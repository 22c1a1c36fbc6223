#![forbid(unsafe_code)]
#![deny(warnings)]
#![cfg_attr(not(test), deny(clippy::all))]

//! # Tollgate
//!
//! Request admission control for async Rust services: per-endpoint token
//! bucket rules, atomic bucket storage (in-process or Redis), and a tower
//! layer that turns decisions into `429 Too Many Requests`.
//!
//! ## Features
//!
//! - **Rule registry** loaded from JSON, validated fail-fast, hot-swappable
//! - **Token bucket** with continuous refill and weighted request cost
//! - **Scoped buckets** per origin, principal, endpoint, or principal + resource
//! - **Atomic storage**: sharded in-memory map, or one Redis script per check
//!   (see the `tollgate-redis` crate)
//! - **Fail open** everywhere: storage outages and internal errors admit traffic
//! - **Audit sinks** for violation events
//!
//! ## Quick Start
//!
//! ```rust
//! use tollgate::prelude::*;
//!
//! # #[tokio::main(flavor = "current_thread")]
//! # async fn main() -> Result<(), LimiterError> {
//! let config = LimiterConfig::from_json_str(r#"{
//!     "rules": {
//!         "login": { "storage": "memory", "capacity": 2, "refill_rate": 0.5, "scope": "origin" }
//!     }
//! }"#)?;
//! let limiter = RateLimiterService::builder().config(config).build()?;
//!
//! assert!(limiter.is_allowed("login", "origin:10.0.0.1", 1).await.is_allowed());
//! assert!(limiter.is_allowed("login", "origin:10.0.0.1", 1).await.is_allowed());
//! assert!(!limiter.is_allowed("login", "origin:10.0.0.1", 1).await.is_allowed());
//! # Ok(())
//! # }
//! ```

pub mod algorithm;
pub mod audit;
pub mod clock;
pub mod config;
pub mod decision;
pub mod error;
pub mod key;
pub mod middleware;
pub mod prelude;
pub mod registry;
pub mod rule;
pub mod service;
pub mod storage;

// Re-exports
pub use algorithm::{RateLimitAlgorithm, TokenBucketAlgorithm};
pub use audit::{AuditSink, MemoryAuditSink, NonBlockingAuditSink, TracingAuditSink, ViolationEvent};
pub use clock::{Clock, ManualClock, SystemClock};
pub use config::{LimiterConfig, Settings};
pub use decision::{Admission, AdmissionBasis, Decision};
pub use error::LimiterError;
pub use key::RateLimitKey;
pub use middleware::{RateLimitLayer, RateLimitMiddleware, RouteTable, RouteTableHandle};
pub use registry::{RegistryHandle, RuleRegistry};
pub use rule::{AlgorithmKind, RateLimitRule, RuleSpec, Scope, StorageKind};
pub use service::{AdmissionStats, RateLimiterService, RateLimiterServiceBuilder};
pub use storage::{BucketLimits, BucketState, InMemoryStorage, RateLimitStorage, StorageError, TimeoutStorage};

--

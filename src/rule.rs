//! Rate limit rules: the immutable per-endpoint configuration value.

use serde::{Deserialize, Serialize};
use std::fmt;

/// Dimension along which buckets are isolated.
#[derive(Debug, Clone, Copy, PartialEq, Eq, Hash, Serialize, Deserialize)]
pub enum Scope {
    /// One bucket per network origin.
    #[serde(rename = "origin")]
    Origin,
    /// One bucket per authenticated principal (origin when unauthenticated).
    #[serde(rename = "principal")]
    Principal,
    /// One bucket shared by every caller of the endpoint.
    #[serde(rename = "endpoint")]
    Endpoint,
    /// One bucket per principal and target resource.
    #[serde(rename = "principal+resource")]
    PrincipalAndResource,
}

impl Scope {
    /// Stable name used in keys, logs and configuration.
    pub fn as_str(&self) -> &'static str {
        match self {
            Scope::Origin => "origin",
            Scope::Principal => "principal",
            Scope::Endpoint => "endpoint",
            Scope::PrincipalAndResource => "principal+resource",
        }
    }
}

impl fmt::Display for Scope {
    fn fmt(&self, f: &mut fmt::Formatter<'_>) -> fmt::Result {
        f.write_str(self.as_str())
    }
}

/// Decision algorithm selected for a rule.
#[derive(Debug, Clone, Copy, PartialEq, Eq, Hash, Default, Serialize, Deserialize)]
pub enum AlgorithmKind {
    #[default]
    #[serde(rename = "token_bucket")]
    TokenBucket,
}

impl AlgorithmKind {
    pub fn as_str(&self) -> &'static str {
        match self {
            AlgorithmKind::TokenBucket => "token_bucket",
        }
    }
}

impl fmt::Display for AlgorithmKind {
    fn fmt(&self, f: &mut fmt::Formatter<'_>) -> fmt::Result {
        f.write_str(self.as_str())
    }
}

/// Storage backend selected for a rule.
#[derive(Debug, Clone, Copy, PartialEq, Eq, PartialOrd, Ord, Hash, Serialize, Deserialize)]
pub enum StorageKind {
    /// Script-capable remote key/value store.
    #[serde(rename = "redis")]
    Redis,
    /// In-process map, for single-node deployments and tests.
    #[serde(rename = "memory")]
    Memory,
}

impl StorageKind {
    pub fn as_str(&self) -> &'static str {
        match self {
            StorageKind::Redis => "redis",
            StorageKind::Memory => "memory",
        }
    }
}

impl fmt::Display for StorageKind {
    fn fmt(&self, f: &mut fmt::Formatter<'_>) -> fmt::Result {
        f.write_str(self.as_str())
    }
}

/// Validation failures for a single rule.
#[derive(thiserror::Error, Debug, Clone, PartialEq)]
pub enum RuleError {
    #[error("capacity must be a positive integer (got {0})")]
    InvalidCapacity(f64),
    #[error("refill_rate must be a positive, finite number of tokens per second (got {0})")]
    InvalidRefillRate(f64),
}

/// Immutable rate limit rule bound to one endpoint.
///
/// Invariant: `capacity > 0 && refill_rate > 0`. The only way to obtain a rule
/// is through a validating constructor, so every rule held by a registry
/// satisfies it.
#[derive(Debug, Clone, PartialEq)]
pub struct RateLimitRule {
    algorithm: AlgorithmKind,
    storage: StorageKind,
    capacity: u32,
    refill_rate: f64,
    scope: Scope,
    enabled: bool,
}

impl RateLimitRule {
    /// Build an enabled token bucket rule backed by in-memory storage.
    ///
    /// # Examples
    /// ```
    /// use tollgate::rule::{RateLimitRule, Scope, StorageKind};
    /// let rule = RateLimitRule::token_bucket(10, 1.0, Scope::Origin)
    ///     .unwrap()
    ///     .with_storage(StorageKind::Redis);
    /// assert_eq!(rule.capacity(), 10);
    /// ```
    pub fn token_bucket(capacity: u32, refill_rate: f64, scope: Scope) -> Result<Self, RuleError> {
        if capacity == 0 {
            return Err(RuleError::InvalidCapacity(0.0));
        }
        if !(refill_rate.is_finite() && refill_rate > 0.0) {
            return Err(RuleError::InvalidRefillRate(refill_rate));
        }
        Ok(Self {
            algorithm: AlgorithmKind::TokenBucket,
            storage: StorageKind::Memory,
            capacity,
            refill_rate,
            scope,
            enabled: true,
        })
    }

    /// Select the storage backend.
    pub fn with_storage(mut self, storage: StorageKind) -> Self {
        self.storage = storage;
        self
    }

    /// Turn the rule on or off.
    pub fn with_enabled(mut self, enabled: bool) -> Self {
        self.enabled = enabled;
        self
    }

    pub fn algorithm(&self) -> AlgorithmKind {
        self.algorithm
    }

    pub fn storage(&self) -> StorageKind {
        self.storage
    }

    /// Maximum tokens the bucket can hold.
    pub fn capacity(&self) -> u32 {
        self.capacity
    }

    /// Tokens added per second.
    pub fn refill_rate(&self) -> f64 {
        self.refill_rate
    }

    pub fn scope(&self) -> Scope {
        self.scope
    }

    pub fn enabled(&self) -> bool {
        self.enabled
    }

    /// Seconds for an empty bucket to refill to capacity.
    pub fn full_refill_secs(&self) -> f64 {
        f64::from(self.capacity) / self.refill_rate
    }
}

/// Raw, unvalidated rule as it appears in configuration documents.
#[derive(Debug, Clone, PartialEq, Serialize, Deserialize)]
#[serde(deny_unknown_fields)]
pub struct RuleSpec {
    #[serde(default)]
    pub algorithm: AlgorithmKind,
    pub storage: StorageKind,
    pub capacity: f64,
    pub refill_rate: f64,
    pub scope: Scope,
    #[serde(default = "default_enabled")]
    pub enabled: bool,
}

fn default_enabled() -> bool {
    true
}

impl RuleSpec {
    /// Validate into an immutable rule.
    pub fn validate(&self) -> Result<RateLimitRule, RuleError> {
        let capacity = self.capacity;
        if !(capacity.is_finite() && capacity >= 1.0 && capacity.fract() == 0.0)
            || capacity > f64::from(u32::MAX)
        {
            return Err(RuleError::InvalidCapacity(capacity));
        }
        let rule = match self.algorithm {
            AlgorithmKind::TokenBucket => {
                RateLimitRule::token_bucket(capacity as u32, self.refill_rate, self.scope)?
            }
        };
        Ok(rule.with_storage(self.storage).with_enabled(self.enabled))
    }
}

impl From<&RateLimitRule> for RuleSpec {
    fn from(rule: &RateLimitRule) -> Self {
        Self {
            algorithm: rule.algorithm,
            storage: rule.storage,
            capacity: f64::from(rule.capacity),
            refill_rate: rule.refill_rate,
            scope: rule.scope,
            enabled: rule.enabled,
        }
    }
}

__EXERCISE INSTRUCTIONS__
Could you restate word for word the lines above from the one containing "#[derive(Debug, Clone, PartialEq, Serialize, Deserialize)]" through the one containing "return Err(RuleError::InvalidCapacity(capacity));", both included, and nothing else?

__REPLY__
#[derive(Debug, Clone, PartialEq, Serialize, Deserialize)]
#[serde(deny_unknown_fields)]
pub struct RuleSpec {
    #[serde(default)]
    pub algorithm: AlgorithmKind,
    pub storage: StorageKind,
    pub capacity: f64,
    pub refill_rate: f64,
    pub scope: Scope,
    #[serde(default = "default_enabled")]
    pub enabled: bool,
}

fn default_enabled() -> bool {
    true
}

impl RuleSpec {
    /// Validate into an immutable rule.
    pub fn validate(&self) -> Result<RateLimitRule, RuleError> {
        let capacity = self.capacity;
        if !(capacity.is_finite() && capacity >= 1.0 && capacity.fract() == 0.0)
            || capacity > f64::from(u32::MAX)
        {
            return Err(RuleError::InvalidCapacity(capacity));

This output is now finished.